We turned a lot of heads on that bike and not in a good way. A couple of kids riding a bike we could hardly steer. The little money we had got us from Michigan to California. The plan was to get to a place where the weather was nice year-round. But by the time we reached San Francisco we were broke.

We’d started sleeping in the wild then, on beaches and in parks, sometimes just by the side of the road. And it’s a good thing we did. Otherwise, we wouldn’t have been there to save that poor, sad girl from throwing herself off the Golden Gate Bridge. Melody. She had lost her whole family too.

And for a while I tried to fool myself into thinking saving her life was the good deed that erased my guilt over ruining Nick’s life and destroying our families. But a deed like that didn’t exist. My guilt would never be lessened. Not by anything. And it would never be washed clean.

The three of us couldn’t all fit on my dad’s bike. And we couldn’t afford to keep riding it either.

So, I made the decision to sell it at the first seedy biker club we ran across. I thought I was real clever asking ten thousand for it. The bike was worth a lot more than that. Too bad we were just a couple of scrawny teenagers and a pretty girl. Too bad I was too stupid to realize my mistake in time.

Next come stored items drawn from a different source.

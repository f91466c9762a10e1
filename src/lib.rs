// 模組定義
pub mod config;
pub mod logging;
pub mod messaging;
pub mod worker;
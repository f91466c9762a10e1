use thiserror::Error;

use crate::messaging::BrokerError;

/// 工作進程錯誤類型
#[derive(Error, Debug)]
pub enum WorkerError {
    /// 配置錯誤
    #[error("配置錯誤: {0}")]
    Config(String),

    /// 消息代理錯誤
    #[error("消息代理錯誤: {0}")]
    Broker(#[from] BrokerError),

    /// 單一佇列的消費者失敗
    #[error("佇列 {queue} 的消費者失敗: {source}")]
    Consumer {
        queue: String,
        #[source]
        source: BrokerError,
    },

    /// 初始化錯誤
    #[error("初始化錯誤: {0}")]
    Initialization(String),

    /// 運行時錯誤
    #[error("運行時錯誤: {0}")]
    Runtime(String),
}

/// 工作進程結果類型別名
pub type WorkerResult<T> = Result<T, WorkerError>;
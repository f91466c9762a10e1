use tracing::{debug, info};

use crate::config::BrokerConfig;
use crate::messaging::rabbitmq::error::BrokerResult;
use crate::messaging::rabbitmq::transport::BrokerChannel;

/// 一次拓撲宣告的統計
#[derive(Debug, Clone, Copy, Default, PartialEq, Eq)]
pub struct TopologyReport {
    pub exchanges: usize,
    pub queues: usize,
    pub bindings: usize,
}

/// 依配置宣告交換機、佇列與綁定
///
/// 重複宣告相同參數是無操作；參數衝突時返回 `TopologyConflict`。
pub struct TopologyDeclarer;

impl TopologyDeclarer {
    pub async fn declare(channel: &dyn BrokerChannel, config: &BrokerConfig) -> BrokerResult<TopologyReport> {
        let mut report = TopologyReport::default();

        for exchange in config.exchanges.values() {
            debug!(exchange = %exchange.name, kind = %exchange.kind, "Declaring exchange");
            channel.declare_exchange(exchange).await?;
            report.exchanges += 1;
        }

        let mut bindings = Vec::new();
        for queue in config.queues.values() {
            debug!(queue = %queue.name, "Declaring queue");
            let name = channel.declare_queue(queue).await?;
            report.queues += 1;

            let exchange = config.binding_exchange(queue);
            for routing_key in &queue.routing_keys {
                bindings.push((name.clone(), exchange, routing_key.as_str()));
            }
        }

        for (queue, exchange, routing_key) in bindings {
            debug!(queue = %queue, exchange, routing_key, "Binding queue");
            channel.bind_queue(&queue, exchange, routing_key).await?;
            report.bindings += 1;
        }

        info!(
            exchanges = report.exchanges,
            queues = report.queues,
            bindings = report.bindings,
            "Topology declared"
        );
        Ok(report)
    }
}
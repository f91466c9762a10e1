/// 配置管理模組
///
/// 本模組負責加載、驗證和管理消息代理層的配置。
/// 支持從開發與生產環境的配置文件加載，並允許環境變數覆蓋。
// 宣告子模組
pub mod loader;
pub mod manager;
pub mod types;
pub mod validation;

// 重新導出常用組件
pub use loader::{ConfigExt, ConfigLoader, Environment};
pub use manager::load_config;
pub use types::*;
pub use validation::{validate_config, ValidationError, ValidationUtils, Validator};
/// 只保存開啟中的通道，關閉即移除
struct ChannelState {
    connection: ConnectionId,
    next_delivery_tag: u64,
    /// 非全局 qos，作用於之後建立的消費者
    consumer_prefetch: u16,
    /// 全局 qos，整個通道共享
    channel_prefetch: u16,
    unacked: BTreeMap<u64, Unacked>,
}

struct ExchangeState {
    config: ExchangeConfig,
    /// (佇列, 綁定鍵)
    bindings: BTreeSet<(String, String)>,
}

struct ConsumerEntry {
    tag: String,
    channel: ChannelId,
    no_ack: bool,
    exclusive: bool,
    prefetch: u16,
    sender: UnboundedSender<BrokerResult<Delivery>>,
}

struct QueueState {
    config: QueueConfig,
    owner: Option<ConnectionId>,
    messages: VecDeque<StoredMessage>,
    consumers: Vec<ConsumerEntry>,
    next_consumer: usize,
    had_consumer: bool,
}

#[derive(Default)]
struct State {
    unreachable: bool,
    next_id: u64,
    connections: HashMap<ConnectionId, ConnectionState>,
    channels: HashMap<ChannelId, ChannelState>,
    exchanges: HashMap<String, ExchangeState>,
    queues: HashMap<String, QueueState>,
}

impl State {
    fn next_id(&mut self) -> u64 {
        self.next_id += 1;
        self.next_id
    }

    fn ensure_open(&self, channel: ChannelId) -> BrokerResult<()> {
        if self.channels.contains_key(&channel) {
            Ok(())
        } else {
            Err(BrokerError::connection(format!("channel {} is closed", channel)))
        }
    }

    fn channel_connection(&self, channel: ChannelId) -> Option<ConnectionId> {
        self.channels.get(&channel).map(|state| state.connection)
    }

    /// 通道級錯誤：關閉通道並返回錯誤
    fn channel_error(&mut self, channel: ChannelId, error: BrokerError) -> BrokerError {
        warn!(channel, error = %error, "Closing channel after channel-level error");
        self.close_channel(channel, Some(&error.to_string()));
        error
    }

    fn has_capacity(&self, consumer: &ConsumerEntry) -> bool {
        let Some(channel) = self.channels.get(&consumer.channel) else {
            return false;
        };
        if consumer.no_ack {
            return true;
        }
        if channel.channel_prefetch > 0 && channel.unacked.len() >= channel.channel_prefetch as usize {
            return false;
        }
        if consumer.prefetch > 0 {
            let in_flight = channel
                .unacked
                .values()
                .filter(|entry| entry.consumer_tag == consumer.tag)
                .count();
            return in_flight < consumer.prefetch as usize;
        }
        true
    }

    /// 把就緒消息依輪詢順序推送給有容量的消費者
    fn pump(&mut self, queue_name: &str) {
        loop {
            let Some(queue) = self.queues.get(queue_name) else {
                return;
            };
            if queue.messages.is_empty() || queue.consumers.is_empty() {
                return;
            }

            let count = queue.consumers.len();
            let chosen = (0..count)
                .map(|offset| (queue.next_consumer + offset) % count)
                .find(|&index| self.has_capacity(&queue.consumers[index]));
            let Some(index) = chosen else {
                return;
            };

            let (channel_id, tag, no_ack) = {
                let consumer = &queue.consumers[index];
                (consumer.channel, consumer.tag.clone(), consumer.no_ack)
            };
            let Some(channel) = self.channels.get_mut(&channel_id) else {
                return;
            };
            let delivery_tag = channel.next_delivery_tag;
            channel.next_delivery_tag += 1;

            let Some(queue) = self.queues.get_mut(queue_name) else {
                return;
            };
            queue.next_consumer = (index + 1) % count;
            let Some(message) = queue.messages.pop_front() else {
                return;
            };

            let delivery = Delivery {
                delivery_tag,
                exchange: message.exchange.clone(),
                routing_key: message.routing_key.clone(),
                redelivered: message.redelivered,
                properties: message.properties.clone(),
                data: message.data.clone(),
            };
            if queue.consumers[index].sender.unbounded_send(Ok(delivery)).is_err() {
                // 接收端已丟棄，移除消費者並退回消息
                queue.messages.push_front(message);
                queue.consumers.remove(index);
                continue;
            }

            if !no_ack {
                if let Some(channel) = self.channels.get_mut(&channel_id) {
                    channel.unacked.insert(
                        delivery_tag,
                        Unacked {
                            queue: queue_name.to_string(),
                            consumer_tag: tag,
                            message,
                        },
                    );
                }
            }
        }
    }

    fn pump_channel_queues(&mut self, channel: ChannelId) {
        let names: Vec<String> = self
            .queues
            .iter()
            .filter(|(_, queue)| queue.consumers.iter().any(|c| c.channel == channel))
            .map(|(name, _)| name.clone())
            .collect();
        for name in names {
            self.pump(&name);
        }
    }

    fn route(&mut self, exchange: &str, routing_key: &str, message: StoredMessage) -> BrokerResult<usize> {
        let targets: BTreeSet<String> = if exchange.is_empty() {
            self.queues
                .contains_key(routing_key)
                .then(|| routing_key.to_string())
                .into_iter()
                .collect()
        } else {
            let Some(state) = self.exchanges.get(exchange) else {
                return Err(BrokerError::channel(
                    404,
                    format!("NOT_FOUND - no exchange '{}'", exchange),
                ));
            };
            state
                .bindings
                .iter()
                .filter(|(_, key)| match state.config.kind {
                    ExchangeKind::Topic => topic_matches(key, routing_key),
                    ExchangeKind::Direct => key == routing_key,
                    ExchangeKind::Fanout => true,
                })
                .map(|(queue, _)| queue.clone())
                .collect()
        };

        for name in &targets {
            if let Some(queue) = self.queues.get_mut(name) {
                queue.messages.push_back(message.clone());
            }
        }
        for name in &targets {
            self.pump(name);
        }
        Ok(targets.len())
    }

    fn delete_queue(&mut self, name: &str) {
        if self.queues.remove(name).is_some() {
            debug!(queue = %name, "Deleted queue");
        }
        for exchange in self.exchanges.values_mut() {
            exchange.bindings.retain(|(queue, _)| queue != name);
        }
    }

    fn delete_unused_auto_delete(&mut self, names: &BTreeSet<String>) {
        for name in names {
            let unused = self
                .queues
                .get(name)
                .map(|q| q.config.auto_delete && q.had_consumer && q.consumers.is_empty())
                .unwrap_or(false);
            if unused {
                self.delete_queue(name);
            }
        }
    }

    fn close_channel(&mut self, id: ChannelId, error: Option<&str>) {
        let Some(channel) = self.channels.remove(&id) else {
            return;
        };
        if let Some(connection) = self.connections.get_mut(&channel.connection) {
            connection.channels.retain(|open| *open != id);
        }
        let unacked = channel.unacked;

        let mut touched = BTreeSet::new();
        for (name, queue) in self.queues.iter_mut() {
            let before = queue.consumers.len();
            queue.consumers.retain(|consumer| {
                if consumer.channel != id {
                    return true;
                }
                if let Some(message) = error {
                    let _ = consumer
                        .sender
                        .unbounded_send(Err(BrokerError::connection(message.to_string())));
                }
                false
            });
            if queue.consumers.len() != before {
                queue.next_consumer = 0;
                touched.insert(name.clone());
            }
        }

        // 逆序放回隊首，保持原有順序
        for (_, entry) in unacked.into_iter().rev() {
            if let Some(queue) = self.queues.get_mut(&entry.queue) {
                let mut message = entry.message;
                message.redelivered = true;
                queue.messages.push_front(message);
                touched.insert(entry.queue);
            }
        }

        self.delete_unused_auto_delete(&touched);
        for name in &touched {
            self.pump(name);
        }
    }

    fn close_connection(&mut self, id: ConnectionId, error: Option<&str>) {
        let channels = match self.connections.get_mut(&id) {
            Some(connection) if connection.open => {
                connection.open = false;
                std::mem::take(&mut connection.channels)
            }
            _ => return,
        };
        for channel in channels {
            self.close_channel(channel, error);
        }

        let owned: Vec<String> = self
            .queues
            .iter()
            .filter(|(_, queue)| queue.owner == Some(id))
            .map(|(name, _)| name.clone())
            .collect();
        for name in owned {
            self.delete_queue(&name);
        }
    }
}
use std::time::Duration;

use lapin::protocol::{AMQPErrorKind, AMQPSoftError};
use lapin::Error as LapinError;
use serde_json::Error as SerdeError;
use thiserror::Error;

use crate::config::ValidationError;

/// 消息代理層的錯誤類型
#[derive(Error, Debug)]
pub enum BrokerError {
    /// 代理不可達或連接中斷，調用方可重試
    #[error("Broker connection error: {message}")]
    Connection { message: String },

    /// 宣告的資源參數與代理現有狀態衝突，需要人工介入
    #[error("Topology conflict on {resource}: {message}")]
    TopologyConflict { resource: String, message: String },

    /// 代理拒絕操作（資源不存在、無權限或被鎖定），重試不會改變結果
    #[error("Broker refused operation ({code}): {message}")]
    Channel { code: u16, message: String },

    /// 載荷無法編碼，屬於調用方錯誤
    #[error("Serialization error: {0}")]
    Serialization(#[from] SerdeError),

    /// 業務處理器在分派時失敗
    #[error("Handler for '{event_type}' failed: {source}")]
    Handler {
        event_type: String,
        #[source]
        source: anyhow::Error,
    },

    /// 截止時間內未收到回應
    #[error("No reply for request {correlation_id} within {timeout:?}")]
    RequestTimeout {
        correlation_id: String,
        timeout: Duration,
    },

    /// 消費者遇到不可恢復的通道錯誤
    #[error("Consumer on queue '{queue}' faulted: {message}")]
    ConsumerFaulted { queue: String, message: String },

    /// 回應監聽器在請求完成前關閉
    #[error("Reply channel closed before a reply arrived")]
    ChannelClosed,

    #[error("Invalid broker configuration: {0}")]
    Config(#[from] ValidationError),
}

/// 消息代理結果類型別名
pub type BrokerResult<T> = Result<T, BrokerError>;

impl BrokerError {
    pub fn connection(message: impl Into<String>) -> Self {
        BrokerError::Connection {
            message: message.into(),
        }
    }

    pub fn topology_conflict(resource: impl Into<String>, message: impl Into<String>) -> Self {
        BrokerError::TopologyConflict {
            resource: resource.into(),
            message: message.into(),
        }
    }

    /// AMQP 回覆碼，例如 404 `NOT_FOUND`、403 `ACCESS_REFUSED`
    pub fn channel(code: u16, message: impl Into<String>) -> Self {
        BrokerError::Channel {
            code,
            message: message.into(),
        }
    }

    /// 從 lapin 錯誤轉換，並記錄涉及的資源
    ///
    /// `PRECONDITION_FAILED` 表示重複宣告的參數不一致；其他通道級拒絕
    /// 映射為 `Channel`，只有 I/O 與連接級錯誤可重試。
    pub fn from_lapin(resource: &str, error: LapinError) -> Self {
        if let LapinError::ProtocolError(amqp_error) = &error {
            match amqp_error.kind() {
                AMQPErrorKind::Soft(AMQPSoftError::PRECONDITIONFAILED) => {
                    return BrokerError::topology_conflict(resource, amqp_error.to_string());
                }
                AMQPErrorKind::Soft(soft) => {
                    return BrokerError::channel(
                        soft.get_id(),
                        format!("{}: {}", resource, amqp_error),
                    );
                }
                AMQPErrorKind::Hard(_) => {}
            }
        }
        BrokerError::connection(format!("{}: {}", resource, error))
    }

    /// 調用方是否可以重試
    pub fn is_retryable(&self) -> bool {
        matches!(
            self,
            BrokerError::Connection { .. } | BrokerError::RequestTimeout { .. } | BrokerError::ChannelClosed
        )
    }

    /// HTTP 服務轉換錯誤時使用的狀態碼
    ///
    /// 連接與超時錯誤對應 503，而非讓請求線程崩潰。
    pub fn http_status(&self) -> u16 {
        match self {
            BrokerError::Connection { .. }
            | BrokerError::RequestTimeout { .. }
            | BrokerError::ChannelClosed => 503,
            BrokerError::TopologyConflict { .. } => 409,
            BrokerError::Channel { code, .. } => match code {
                403 => 403,
                404 => 404,
                405 => 409,
                _ => 500,
            },
            BrokerError::Serialization(_) => 400,
            _ => 500,
        }
    }
}

impl From<LapinError> for BrokerError {
    fn from(error: LapinError) -> Self {
        BrokerError::from_lapin("channel", error)
    }
}
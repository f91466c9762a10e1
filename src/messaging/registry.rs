use std::collections::HashMap;
use std::future::Future;
use std::sync::Arc;

use async_trait::async_trait;
use parking_lot::RwLock;
use serde_json::Value;
use tracing::{debug, error, warn};

use crate::messaging::protocol::DeliveryMetadata;
use crate::messaging::rabbitmq::consumer::{HandlerOutcome, MessageHandler};
use crate::messaging::rabbitmq::error::{BrokerError, BrokerResult};

/// 事件處理器特徵
#[async_trait]
pub trait EventHandler: Send + Sync {
    async fn handle(&self, data: &Value) -> anyhow::Result<()>;
}

#[async_trait]
impl<F, Fut> EventHandler for F
where
    F: Fn(Value) -> Fut + Send + Sync,
    Fut: Future<Output = anyhow::Result<()>> + Send,
{
    async fn handle(&self, data: &Value) -> anyhow::Result<()> {
        (self)(data.clone()).await
    }
}

/// 事件處理器註冊表
///
/// 事件類型對應有序的處理器列表，註冊順序即分派順序。
#[derive(Default)]
pub struct HandlerRegistry {
    handlers: RwLock<HashMap<String, Vec<Arc<dyn EventHandler>>>>,
}

impl HandlerRegistry {
    pub fn new() -> Self {
        Self::default()
    }

    /// 註冊事件處理器，追加在已有處理器之後
    pub fn register<H>(&self, event_type: impl Into<String>, handler: H)
    where
        H: EventHandler + 'static,
    {
        self.register_arc(event_type, Arc::new(handler));
    }

    pub fn register_arc(&self, event_type: impl Into<String>, handler: Arc<dyn EventHandler>) {
        let event_type = event_type.into();
        let mut handlers = self.handlers.write();
        let list = handlers.entry(event_type.clone()).or_default();
        list.push(handler);
        debug!(event_type = %event_type, handlers = list.len(), "Registered event handler");
    }

    /// 依註冊順序調用事件的所有處理器
    ///
    /// 返回調用的處理器數。任一處理器失敗即停止並返回 `BrokerError::Handler`；
    /// 沒有處理器只記錄警告。
    pub async fn dispatch(&self, event_type: &str, data: &Value) -> BrokerResult<usize> {
        let handlers = self
            .handlers
            .read()
            .get(event_type)
            .cloned()
            .unwrap_or_default();

        if handlers.is_empty() {
            warn!(event_type, "No handler registered for event");
            return Ok(0);
        }

        for (index, handler) in handlers.iter().enumerate() {
            if let Err(source) = handler.handle(data).await {
                error!(
                    event_type,
                    handler_index = index,
                    error = %format!("{:#}", source),
                    "Event handler failed"
                );
                return Err(BrokerError::Handler {
                    event_type: event_type.to_string(),
                    source,
                });
            }
        }

        debug!(event_type, handlers = handlers.len(), "Dispatched event");
        Ok(handlers.len())
    }

    pub fn has_handler(&self, event_type: &str) -> bool {
        self.handlers
            .read()
            .get(event_type)
            .map(|list| !list.is_empty())
            .unwrap_or(false)
    }

    /// 移除某事件類型的所有處理器，返回移除數量
    pub fn clear_handlers(&self, event_type: &str) -> usize {
        self.handlers
            .write()
            .remove(event_type)
            .map(|list| list.len())
            .unwrap_or(0)
    }

    pub fn clear_all(&self) {
        self.handlers.write().clear();
    }

    pub fn handler_count(&self, event_type: &str) -> usize {
        self.handlers
            .read()
            .get(event_type)
            .map(Vec::len)
            .unwrap_or(0)
    }

    /// 已註冊的事件類型，按名稱排序
    pub fn event_types(&self) -> Vec<String> {
        let mut types: Vec<String> = self.handlers.read().keys().cloned().collect();
        types.sort();
        types
    }
}

/// 作為消費者處理器時，事件類型取消息體的 `event` 欄位，缺少時使用路由鍵
#[async_trait]
impl MessageHandler for HandlerRegistry {
    async fn handle(&self, body: Value, metadata: &DeliveryMetadata) -> anyhow::Result<HandlerOutcome> {
        let event_type = body
            .get("event")
            .and_then(Value::as_str)
            .unwrap_or(&metadata.routing_key)
            .to_string();
        self.dispatch(&event_type, &body).await?;
        Ok(HandlerOutcome::Ack)
    }
}
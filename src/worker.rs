// worker.rs - 消費者進程核心組件，宣告子模組
//
// 工作進程負責消費者的生命週期管理，實現：
// - 每個佇列一個消費者任務
// - 終止信號轉為協作式停止
// - 所有退出路徑上關閉連接

/// 工作進程構建器實現
pub mod builder;
/// 工作進程級別錯誤處理
pub mod error;
/// 終止信號監聽
pub mod signal;

// 重新導出核心組件，簡化外部使用
pub use builder::{Worker, WorkerBuilder};
pub use error::{WorkerError, WorkerResult};

/// 工作進程狀態枚舉
#[derive(Debug, Clone, Copy, PartialEq, Eq)]
pub enum WorkerState {
    /// 正在連接並啟動消費者
    Initializing,
    /// 消費者正在運行
    Running,
    /// 所有消費者已結束，正在關閉連接
    ShuttingDown,
    /// 連接已關閉
    Stopped,
}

By the time I had, the “buyers” lured us into the alleyway by the bar, five towering bikers with leering smiles and soft promises. I figured the bike was as good as sold given how in awe of it and all the customizations they claimed to be. But then a fist collided with my kidneys hard enough to take my breath and make me see stars. It was the first punch of many.

I could hear Melody screaming and Nick yelling and grunting as they beat him up too. But it was as though I was standing beside myself, looking at another mess I made, another thing I’d never be able to fix. If I lived long enough to try.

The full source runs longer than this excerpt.